Collect all lines containing the word "loser" from the data.

[RECORD SET — start]

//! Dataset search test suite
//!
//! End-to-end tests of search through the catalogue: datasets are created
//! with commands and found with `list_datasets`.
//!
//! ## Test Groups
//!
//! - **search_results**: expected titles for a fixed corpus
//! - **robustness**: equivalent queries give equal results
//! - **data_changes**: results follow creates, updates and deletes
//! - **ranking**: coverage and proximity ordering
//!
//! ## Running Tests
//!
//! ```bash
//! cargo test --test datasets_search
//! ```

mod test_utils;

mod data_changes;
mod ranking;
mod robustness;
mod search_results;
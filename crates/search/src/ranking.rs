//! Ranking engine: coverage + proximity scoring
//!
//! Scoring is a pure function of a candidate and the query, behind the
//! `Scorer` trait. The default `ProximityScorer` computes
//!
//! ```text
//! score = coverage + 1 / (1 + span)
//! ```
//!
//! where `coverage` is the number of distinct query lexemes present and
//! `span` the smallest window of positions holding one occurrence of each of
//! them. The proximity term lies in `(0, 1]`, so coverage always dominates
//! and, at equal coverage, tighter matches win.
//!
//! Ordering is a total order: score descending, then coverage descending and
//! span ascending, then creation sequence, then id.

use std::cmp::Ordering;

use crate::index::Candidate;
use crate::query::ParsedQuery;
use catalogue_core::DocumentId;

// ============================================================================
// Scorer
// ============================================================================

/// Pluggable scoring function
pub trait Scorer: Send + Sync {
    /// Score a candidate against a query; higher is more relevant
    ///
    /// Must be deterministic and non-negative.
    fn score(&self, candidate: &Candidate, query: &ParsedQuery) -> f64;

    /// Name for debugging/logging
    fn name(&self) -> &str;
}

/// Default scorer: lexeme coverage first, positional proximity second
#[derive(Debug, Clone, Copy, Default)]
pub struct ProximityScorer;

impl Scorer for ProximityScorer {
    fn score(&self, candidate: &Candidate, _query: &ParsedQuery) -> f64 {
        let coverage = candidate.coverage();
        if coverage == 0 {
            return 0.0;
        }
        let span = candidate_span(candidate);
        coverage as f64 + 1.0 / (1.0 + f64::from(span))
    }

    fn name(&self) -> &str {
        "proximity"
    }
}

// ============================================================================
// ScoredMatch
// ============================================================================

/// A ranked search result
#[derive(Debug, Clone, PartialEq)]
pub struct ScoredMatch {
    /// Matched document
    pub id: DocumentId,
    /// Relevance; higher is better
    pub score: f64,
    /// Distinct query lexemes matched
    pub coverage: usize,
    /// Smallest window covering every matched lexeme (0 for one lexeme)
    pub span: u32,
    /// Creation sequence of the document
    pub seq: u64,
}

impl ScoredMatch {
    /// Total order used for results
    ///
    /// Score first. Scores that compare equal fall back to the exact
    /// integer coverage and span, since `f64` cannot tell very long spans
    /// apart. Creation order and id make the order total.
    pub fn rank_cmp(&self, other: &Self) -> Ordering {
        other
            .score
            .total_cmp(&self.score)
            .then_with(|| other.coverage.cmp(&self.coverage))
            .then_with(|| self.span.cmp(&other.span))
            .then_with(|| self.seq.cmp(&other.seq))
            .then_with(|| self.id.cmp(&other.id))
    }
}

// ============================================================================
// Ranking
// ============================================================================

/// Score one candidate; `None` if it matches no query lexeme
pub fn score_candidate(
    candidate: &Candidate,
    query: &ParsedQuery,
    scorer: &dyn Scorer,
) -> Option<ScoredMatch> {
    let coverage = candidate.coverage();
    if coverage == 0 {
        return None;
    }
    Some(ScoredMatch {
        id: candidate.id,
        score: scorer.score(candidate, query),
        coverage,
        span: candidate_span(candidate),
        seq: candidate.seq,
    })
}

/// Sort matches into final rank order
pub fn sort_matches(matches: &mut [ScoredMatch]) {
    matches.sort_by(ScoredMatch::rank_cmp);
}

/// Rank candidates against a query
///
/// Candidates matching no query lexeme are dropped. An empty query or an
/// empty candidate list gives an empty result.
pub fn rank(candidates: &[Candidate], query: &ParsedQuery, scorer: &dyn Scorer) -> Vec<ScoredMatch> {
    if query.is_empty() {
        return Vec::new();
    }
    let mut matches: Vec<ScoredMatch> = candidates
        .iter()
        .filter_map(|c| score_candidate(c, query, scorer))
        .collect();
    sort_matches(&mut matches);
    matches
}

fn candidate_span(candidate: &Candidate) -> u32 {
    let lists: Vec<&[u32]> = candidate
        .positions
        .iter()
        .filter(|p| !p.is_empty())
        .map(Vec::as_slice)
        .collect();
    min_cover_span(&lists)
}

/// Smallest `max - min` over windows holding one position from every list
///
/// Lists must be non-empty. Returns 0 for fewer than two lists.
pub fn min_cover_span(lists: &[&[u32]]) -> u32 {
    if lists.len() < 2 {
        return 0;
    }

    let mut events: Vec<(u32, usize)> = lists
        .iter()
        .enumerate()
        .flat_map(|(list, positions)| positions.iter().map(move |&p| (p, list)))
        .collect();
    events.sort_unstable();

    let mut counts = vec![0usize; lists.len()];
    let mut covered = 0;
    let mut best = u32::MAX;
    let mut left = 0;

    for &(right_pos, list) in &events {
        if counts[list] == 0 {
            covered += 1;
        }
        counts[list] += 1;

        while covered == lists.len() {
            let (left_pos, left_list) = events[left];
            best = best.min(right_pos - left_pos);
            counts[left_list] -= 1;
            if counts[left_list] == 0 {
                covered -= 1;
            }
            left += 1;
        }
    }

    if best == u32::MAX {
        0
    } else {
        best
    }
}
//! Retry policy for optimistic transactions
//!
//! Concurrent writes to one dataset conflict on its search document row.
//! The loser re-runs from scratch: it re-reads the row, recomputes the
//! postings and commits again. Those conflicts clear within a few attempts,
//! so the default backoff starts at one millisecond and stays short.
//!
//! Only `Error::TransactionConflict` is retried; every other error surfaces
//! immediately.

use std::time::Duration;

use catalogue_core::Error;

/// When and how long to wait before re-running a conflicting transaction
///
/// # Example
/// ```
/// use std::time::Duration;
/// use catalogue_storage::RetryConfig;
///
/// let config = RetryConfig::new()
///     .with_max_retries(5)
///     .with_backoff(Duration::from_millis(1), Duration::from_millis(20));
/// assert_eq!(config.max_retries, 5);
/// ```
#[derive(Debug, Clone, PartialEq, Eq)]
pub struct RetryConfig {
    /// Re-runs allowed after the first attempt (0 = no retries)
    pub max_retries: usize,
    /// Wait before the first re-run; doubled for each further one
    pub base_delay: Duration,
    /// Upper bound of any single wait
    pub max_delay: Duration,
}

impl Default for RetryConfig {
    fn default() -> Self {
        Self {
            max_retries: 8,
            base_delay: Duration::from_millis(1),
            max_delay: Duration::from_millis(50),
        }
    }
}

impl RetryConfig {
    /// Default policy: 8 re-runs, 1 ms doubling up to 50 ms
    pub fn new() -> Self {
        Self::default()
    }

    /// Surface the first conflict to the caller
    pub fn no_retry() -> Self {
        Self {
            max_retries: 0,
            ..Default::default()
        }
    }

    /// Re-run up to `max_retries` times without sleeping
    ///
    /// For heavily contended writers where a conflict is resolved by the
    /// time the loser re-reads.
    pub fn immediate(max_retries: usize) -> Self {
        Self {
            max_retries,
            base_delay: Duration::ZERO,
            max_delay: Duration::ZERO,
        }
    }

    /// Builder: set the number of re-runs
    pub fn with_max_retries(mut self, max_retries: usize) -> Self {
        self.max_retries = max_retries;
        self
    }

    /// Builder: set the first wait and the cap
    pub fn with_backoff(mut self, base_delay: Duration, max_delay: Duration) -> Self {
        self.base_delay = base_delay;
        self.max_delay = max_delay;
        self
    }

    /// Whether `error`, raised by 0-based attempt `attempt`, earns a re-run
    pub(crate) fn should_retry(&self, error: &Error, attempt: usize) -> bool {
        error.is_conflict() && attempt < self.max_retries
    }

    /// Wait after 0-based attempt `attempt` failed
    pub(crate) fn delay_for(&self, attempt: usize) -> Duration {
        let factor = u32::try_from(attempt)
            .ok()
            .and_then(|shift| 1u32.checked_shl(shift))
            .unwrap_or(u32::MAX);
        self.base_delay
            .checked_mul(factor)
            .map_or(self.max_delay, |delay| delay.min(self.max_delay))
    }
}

[RECORD SET — finish]
[RECORD SET — start]

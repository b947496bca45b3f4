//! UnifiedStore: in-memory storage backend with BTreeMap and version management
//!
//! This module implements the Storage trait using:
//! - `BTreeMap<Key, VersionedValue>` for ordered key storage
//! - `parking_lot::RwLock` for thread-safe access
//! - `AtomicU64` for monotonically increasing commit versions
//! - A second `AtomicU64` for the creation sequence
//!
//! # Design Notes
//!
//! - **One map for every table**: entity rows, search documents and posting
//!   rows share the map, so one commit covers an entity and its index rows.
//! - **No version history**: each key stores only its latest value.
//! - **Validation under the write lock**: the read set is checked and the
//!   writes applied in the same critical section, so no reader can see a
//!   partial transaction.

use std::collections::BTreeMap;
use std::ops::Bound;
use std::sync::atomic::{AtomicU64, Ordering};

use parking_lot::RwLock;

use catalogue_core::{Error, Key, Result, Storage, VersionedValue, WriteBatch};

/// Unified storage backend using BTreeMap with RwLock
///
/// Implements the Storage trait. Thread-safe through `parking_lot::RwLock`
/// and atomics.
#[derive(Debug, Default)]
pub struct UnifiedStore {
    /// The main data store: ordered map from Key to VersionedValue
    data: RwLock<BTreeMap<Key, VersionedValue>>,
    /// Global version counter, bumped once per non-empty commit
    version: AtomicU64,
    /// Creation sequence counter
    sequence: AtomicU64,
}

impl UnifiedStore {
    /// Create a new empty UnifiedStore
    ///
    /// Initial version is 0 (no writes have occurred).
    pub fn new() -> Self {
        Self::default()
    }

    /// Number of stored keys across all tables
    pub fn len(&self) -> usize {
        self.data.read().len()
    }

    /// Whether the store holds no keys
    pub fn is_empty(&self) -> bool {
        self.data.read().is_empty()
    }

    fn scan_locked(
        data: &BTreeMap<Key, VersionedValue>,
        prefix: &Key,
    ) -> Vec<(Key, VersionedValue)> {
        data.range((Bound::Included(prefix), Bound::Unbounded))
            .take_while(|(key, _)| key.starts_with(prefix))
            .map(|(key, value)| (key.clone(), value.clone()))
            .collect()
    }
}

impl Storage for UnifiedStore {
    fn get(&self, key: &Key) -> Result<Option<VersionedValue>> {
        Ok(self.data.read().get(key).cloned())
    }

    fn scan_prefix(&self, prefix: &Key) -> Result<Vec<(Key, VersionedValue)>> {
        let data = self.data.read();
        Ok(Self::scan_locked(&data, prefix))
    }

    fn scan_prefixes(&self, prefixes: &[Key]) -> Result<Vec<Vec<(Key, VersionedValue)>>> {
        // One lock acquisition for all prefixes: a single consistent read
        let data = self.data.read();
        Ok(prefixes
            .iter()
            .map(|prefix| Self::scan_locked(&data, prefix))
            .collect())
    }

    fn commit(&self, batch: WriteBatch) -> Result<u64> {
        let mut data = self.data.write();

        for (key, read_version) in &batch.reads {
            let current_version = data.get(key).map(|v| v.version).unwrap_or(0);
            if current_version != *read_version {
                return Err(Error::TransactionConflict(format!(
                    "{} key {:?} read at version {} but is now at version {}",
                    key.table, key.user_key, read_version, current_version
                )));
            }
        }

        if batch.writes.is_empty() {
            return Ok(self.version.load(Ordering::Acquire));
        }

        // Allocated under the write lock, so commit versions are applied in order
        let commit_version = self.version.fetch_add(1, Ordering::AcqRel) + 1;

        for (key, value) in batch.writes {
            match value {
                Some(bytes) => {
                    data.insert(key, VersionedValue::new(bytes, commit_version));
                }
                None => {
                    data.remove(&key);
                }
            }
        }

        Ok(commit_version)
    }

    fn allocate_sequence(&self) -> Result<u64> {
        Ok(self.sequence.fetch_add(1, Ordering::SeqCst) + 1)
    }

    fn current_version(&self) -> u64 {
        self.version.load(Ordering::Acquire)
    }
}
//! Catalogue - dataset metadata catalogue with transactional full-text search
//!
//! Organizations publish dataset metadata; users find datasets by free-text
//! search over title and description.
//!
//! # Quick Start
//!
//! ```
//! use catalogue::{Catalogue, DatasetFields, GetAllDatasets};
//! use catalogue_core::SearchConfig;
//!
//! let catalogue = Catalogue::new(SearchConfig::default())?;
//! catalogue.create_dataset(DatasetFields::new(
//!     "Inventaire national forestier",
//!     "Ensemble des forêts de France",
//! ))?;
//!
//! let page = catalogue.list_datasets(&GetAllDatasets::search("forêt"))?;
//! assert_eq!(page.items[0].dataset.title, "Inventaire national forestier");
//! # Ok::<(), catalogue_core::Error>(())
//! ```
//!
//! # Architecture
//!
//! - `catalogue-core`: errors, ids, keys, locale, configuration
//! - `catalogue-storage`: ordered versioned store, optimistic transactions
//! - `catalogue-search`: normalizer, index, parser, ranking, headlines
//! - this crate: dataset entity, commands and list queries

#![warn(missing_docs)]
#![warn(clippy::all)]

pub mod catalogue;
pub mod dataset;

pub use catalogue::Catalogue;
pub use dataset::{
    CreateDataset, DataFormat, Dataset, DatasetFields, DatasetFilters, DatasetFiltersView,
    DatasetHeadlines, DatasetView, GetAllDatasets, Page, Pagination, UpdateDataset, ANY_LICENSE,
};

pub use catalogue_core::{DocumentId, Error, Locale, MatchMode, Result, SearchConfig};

[RECORD SET — finish]
[RECORD SET — start]

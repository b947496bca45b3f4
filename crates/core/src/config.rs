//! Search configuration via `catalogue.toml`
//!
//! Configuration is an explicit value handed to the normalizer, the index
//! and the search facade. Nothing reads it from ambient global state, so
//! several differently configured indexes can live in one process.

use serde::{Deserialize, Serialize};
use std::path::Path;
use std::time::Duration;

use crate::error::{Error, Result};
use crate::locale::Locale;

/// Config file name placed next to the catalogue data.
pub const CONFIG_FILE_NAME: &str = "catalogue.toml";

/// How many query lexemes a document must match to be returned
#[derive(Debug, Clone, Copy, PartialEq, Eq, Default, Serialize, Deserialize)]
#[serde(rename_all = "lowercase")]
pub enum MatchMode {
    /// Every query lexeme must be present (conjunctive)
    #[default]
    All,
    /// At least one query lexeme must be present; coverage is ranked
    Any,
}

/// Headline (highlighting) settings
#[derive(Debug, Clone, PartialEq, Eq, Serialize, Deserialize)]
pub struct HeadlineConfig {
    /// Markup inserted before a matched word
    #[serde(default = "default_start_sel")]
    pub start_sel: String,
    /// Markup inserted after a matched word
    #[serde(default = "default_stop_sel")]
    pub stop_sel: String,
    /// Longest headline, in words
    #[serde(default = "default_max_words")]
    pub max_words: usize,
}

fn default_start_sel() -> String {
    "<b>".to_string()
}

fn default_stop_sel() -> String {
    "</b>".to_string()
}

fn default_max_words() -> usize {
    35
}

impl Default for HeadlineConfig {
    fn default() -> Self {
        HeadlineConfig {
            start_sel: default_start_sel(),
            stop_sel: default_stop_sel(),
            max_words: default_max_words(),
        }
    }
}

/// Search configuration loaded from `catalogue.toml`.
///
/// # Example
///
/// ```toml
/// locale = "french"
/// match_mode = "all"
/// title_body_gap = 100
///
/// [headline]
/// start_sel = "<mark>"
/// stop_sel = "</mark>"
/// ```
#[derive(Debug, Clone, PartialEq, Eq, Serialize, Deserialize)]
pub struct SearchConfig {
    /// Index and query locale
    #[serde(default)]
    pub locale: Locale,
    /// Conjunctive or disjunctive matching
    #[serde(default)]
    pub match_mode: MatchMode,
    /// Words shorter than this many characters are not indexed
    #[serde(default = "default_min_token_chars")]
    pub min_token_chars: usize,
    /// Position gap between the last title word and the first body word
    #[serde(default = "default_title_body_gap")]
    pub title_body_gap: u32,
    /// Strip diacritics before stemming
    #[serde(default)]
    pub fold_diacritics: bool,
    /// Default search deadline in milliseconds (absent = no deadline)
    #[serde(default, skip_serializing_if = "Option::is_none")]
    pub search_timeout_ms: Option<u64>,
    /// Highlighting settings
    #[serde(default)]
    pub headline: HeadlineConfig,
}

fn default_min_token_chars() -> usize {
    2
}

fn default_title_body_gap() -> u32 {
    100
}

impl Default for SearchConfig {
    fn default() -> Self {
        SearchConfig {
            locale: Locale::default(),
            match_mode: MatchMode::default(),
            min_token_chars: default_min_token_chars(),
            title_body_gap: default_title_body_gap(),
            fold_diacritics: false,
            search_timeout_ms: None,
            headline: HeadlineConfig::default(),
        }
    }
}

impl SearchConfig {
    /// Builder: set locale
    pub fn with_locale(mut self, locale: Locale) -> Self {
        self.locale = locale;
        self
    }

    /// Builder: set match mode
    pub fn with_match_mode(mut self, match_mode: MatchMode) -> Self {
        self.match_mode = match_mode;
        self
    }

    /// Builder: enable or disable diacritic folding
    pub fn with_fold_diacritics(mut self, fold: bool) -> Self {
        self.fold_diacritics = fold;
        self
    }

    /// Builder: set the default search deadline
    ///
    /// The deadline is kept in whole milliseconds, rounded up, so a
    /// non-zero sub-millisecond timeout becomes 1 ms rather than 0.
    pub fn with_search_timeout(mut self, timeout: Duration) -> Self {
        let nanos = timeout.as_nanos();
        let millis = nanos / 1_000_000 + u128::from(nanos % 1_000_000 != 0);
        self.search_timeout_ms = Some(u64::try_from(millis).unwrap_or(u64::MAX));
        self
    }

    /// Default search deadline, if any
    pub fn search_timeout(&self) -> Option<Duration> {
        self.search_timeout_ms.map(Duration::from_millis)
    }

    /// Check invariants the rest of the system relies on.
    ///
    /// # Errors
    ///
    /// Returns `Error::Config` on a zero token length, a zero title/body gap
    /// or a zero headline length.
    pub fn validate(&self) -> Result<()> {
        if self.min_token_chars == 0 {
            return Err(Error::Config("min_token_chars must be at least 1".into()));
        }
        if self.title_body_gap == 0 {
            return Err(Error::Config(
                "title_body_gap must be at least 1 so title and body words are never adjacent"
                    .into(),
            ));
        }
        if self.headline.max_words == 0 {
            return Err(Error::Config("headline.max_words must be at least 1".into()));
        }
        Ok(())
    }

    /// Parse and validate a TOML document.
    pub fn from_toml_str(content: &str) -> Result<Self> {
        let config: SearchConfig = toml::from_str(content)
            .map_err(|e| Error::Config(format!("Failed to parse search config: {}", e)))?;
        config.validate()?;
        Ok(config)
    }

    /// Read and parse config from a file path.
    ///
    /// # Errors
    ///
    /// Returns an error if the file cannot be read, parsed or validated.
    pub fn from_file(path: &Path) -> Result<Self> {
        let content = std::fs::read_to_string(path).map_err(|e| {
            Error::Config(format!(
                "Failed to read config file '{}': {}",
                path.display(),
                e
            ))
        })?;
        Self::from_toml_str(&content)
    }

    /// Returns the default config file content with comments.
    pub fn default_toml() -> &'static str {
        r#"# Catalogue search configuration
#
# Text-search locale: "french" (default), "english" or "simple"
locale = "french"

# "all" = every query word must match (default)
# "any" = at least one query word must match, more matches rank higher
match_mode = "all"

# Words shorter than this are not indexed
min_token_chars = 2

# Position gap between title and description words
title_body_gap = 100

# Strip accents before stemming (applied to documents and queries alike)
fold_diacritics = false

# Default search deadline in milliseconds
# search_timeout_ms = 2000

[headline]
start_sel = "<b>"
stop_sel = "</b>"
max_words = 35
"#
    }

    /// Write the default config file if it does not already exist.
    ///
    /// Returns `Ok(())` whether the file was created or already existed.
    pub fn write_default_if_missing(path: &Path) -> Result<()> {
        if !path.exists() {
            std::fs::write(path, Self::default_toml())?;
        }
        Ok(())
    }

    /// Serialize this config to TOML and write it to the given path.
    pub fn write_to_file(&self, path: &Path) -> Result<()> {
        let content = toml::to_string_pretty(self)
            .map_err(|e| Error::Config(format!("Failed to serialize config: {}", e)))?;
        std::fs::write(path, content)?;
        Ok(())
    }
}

[RECORD SET — finish]

RESULT:
//! The loser re-runs from scratch: it re-reads the row, recomputes the
    /// time the loser re-reads.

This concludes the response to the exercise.